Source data

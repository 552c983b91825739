//! Live-tunable sculpting parameters
//!
//! This crate is the single source of truth for the brush parameters shown
//! on the parameter panel and consumed by the sculpting core, along with
//! their defaults and the clamping applied before every stroke.

use serde::{Deserialize, Serialize};
use tracing::warn;

#[cfg(feature = "bevy")]
use bevy::prelude::Resource;

/// Default brush radius in mesh units
pub const DEFAULT_RADIUS: f32 = 0.1;

/// Default displacement per unit falloff weight
pub const DEFAULT_INTENSITY: f32 = 0.002;

/// Default depth for the brush indicator (not read by the core)
pub const DEFAULT_DEPTH: u32 = 10;

/// Smallest radius a stroke will ever run with
pub const MIN_BRUSH_RADIUS: f32 = 1e-4;

/// Environment variable overriding the brush radius
pub const ENV_RADIUS: &str = "SCULPT_RADIUS";
/// Environment variable overriding the intensity
pub const ENV_INTENSITY: &str = "SCULPT_INTENSITY";
/// Environment variable overriding the indicator depth
pub const ENV_DEPTH: &str = "SCULPT_DEPTH";
/// Environment variable overriding flat shading (`1`/`0`, `true`/`false`)
pub const ENV_FLAT_SHADING: &str = "SCULPT_FLAT_SHADING";

/// Errors from loading parameters
#[derive(Debug, thiserror::Error)]
pub enum ConfigError {
    #[error("Failed to parse sculpt parameters: {0}")]
    Parse(#[from] serde_json::Error),

    #[error("Invalid value {value:?} for {name}")]
    InvalidEnv { name: &'static str, value: String },
}

/// Brush parameters exposed on the parameter panel
#[derive(Debug, Clone, Copy, PartialEq, Serialize, Deserialize)]
#[cfg_attr(feature = "bevy", derive(Resource))]
#[serde(default)]
pub struct SculptParams {
    /// Brush radius in mesh units (> 0 after sanitizing)
    pub radius: f32,
    /// Displacement at the brush center (>= 0 after sanitizing)
    pub intensity: f32,
    /// Depth used by the brush indicator only
    pub depth: u32,
    /// Faceted instead of smooth shading; affects rendering only
    pub flat_shading: bool,
}

impl Default for SculptParams {
    fn default() -> Self {
        Self {
            radius: DEFAULT_RADIUS,
            intensity: DEFAULT_INTENSITY,
            depth: DEFAULT_DEPTH,
            flat_shading: false,
        }
    }
}

impl SculptParams {
    /// Create parameters with the given radius and intensity
    pub fn new(radius: f32, intensity: f32) -> Self {
        Self {
            radius,
            intensity,
            ..Self::default()
        }
    }

    /// Radius clamped to [`MIN_BRUSH_RADIUS`]; non-finite values clamp too
    pub fn clamped_radius(&self) -> f32 {
        if self.radius.is_finite() && self.radius >= MIN_BRUSH_RADIUS {
            self.radius
        } else {
            MIN_BRUSH_RADIUS
        }
    }

    /// Intensity clamped to zero; non-finite values clamp too
    pub fn clamped_intensity(&self) -> f32 {
        if self.intensity.is_finite() && self.intensity >= 0.0 {
            self.intensity
        } else {
            0.0
        }
    }

    /// Copy with radius and intensity clamped to their valid ranges
    pub fn sanitized(&self) -> Self {
        let sanitized = Self {
            radius: self.clamped_radius(),
            intensity: self.clamped_intensity(),
            ..*self
        };
        if sanitized.radius != self.radius || sanitized.intensity != self.intensity {
            warn!(
                "Clamped sculpt parameters: radius {} -> {}, intensity {} -> {}",
                self.radius, sanitized.radius, self.intensity, sanitized.intensity
            );
        }
        sanitized
    }

    /// Parse from JSON; missing fields take their defaults
    pub fn from_json(json: &str) -> Result<Self, ConfigError> {
        Ok(serde_json::from_str(json)?)
    }

    /// Serialize to pretty JSON
    pub fn to_json(&self) -> Result<String, ConfigError> {
        Ok(serde_json::to_string_pretty(self)?)
    }

    /// Defaults overridden by `SCULPT_*` environment variables
    pub fn from_env() -> Result<Self, ConfigError> {
        Self::default().with_overrides(|name| std::env::var(name).ok())
    }

    /// Apply overrides from a variable lookup (environment, CLI, tests)
    pub fn with_overrides(
        mut self,
        lookup: impl Fn(&'static str) -> Option<String>,
    ) -> Result<Self, ConfigError> {
        if let Some(value) = lookup(ENV_RADIUS) {
            self.radius = parse_var(ENV_RADIUS, value)?;
        }
        if let Some(value) = lookup(ENV_INTENSITY) {
            self.intensity = parse_var(ENV_INTENSITY, value)?;
        }
        if let Some(value) = lookup(ENV_DEPTH) {
            self.depth = parse_var(ENV_DEPTH, value)?;
        }
        if let Some(value) = lookup(ENV_FLAT_SHADING) {
            self.flat_shading = match value.trim() {
                "1" | "true" | "on" => true,
                "0" | "false" | "off" => false,
                _ => {
                    return Err(ConfigError::InvalidEnv {
                        name: ENV_FLAT_SHADING,
                        value,
                    })
                }
            };
        }
        Ok(self)
    }
}

fn parse_var<T: std::str::FromStr>(name: &'static str, value: String) -> Result<T, ConfigError> {
    value
        .trim()
        .parse()
        .map_err(|_| ConfigError::InvalidEnv { name, value })
}

#[cfg(test)]
mod tests {
    use super::*;

    #[test]
    fn test_default_params() {
        let params = SculptParams::default();
        assert_eq!(params.radius, DEFAULT_RADIUS);
        assert_eq!(params.intensity, DEFAULT_INTENSITY);
        assert_eq!(params.depth, DEFAULT_DEPTH);
        assert!(!params.flat_shading);
    }

    #[test]
    fn test_sanitized_clamps_invalid_values() {
        let params = SculptParams::new(-1.0, -0.5).sanitized();
        assert_eq!(params.radius, MIN_BRUSH_RADIUS);
        assert_eq!(params.intensity, 0.0);

        let params = SculptParams::new(0.0, f32::NAN).sanitized();
        assert_eq!(params.radius, MIN_BRUSH_RADIUS);
        assert_eq!(params.intensity, 0.0);

        let params = SculptParams::new(0.25, 0.01);
        assert_eq!(params.sanitized(), params);
    }

    #[test]
    fn test_json_partial_fields_use_defaults() {
        let params = SculptParams::from_json(r#"{ "radius": 0.3, "flat_shading": true }"#).unwrap();
        assert_eq!(params.radius, 0.3);
        assert_eq!(params.intensity, DEFAULT_INTENSITY);
        assert!(params.flat_shading);

        let json = params.to_json().unwrap();
        assert_eq!(SculptParams::from_json(&json).unwrap(), params);
    }

    #[test]
    fn test_json_parse_error() {
        assert!(matches!(
            SculptParams::from_json("{ radius: }"),
            Err(ConfigError::Parse(_))
        ));
    }

    #[test]
    fn test_overrides() {
        let params = SculptParams::default()
            .with_overrides(|name| match name {
                ENV_RADIUS => Some("0.5".to_string()),
                ENV_FLAT_SHADING => Some("on".to_string()),
                _ => None,
            })
            .unwrap();
        assert_eq!(params.radius, 0.5);
        assert_eq!(params.intensity, DEFAULT_INTENSITY);
        assert!(params.flat_shading);

        let err = SculptParams::default()
            .with_overrides(|name| (name == ENV_DEPTH).then(|| "deep".to_string()))
            .unwrap_err();
        assert!(matches!(err, ConfigError::InvalidEnv { name: ENV_DEPTH, .. }));
    }
}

:: WHAT IS EXPECTED ::
Starting at the first line of the records above, please copy each line exactly until you reach the line containing "ever run with". Include that line and stop there.

:: SOLUTION TO THIS PROBLEM ::
repository 552c983b91825739
//! Live-tunable sculpting parameters
//!
//! This crate is the single source of truth for the brush parameters shown
//! on the parameter panel and consumed by the sculpting core, along with
//! their defaults and the clamping applied before every stroke.

use serde::{Deserialize, Serialize};
use tracing::warn;

#[cfg(feature = "bevy")]
use bevy::prelude::Resource;

/// Default brush radius in mesh units
pub const DEFAULT_RADIUS: f32 = 0.1;

/// Default displacement per unit falloff weight
pub const DEFAULT_INTENSITY: f32 = 0.002;

/// Default depth for the brush indicator (not read by the core)
pub const DEFAULT_DEPTH: u32 = 10;

/// Smallest radius a stroke will ever run with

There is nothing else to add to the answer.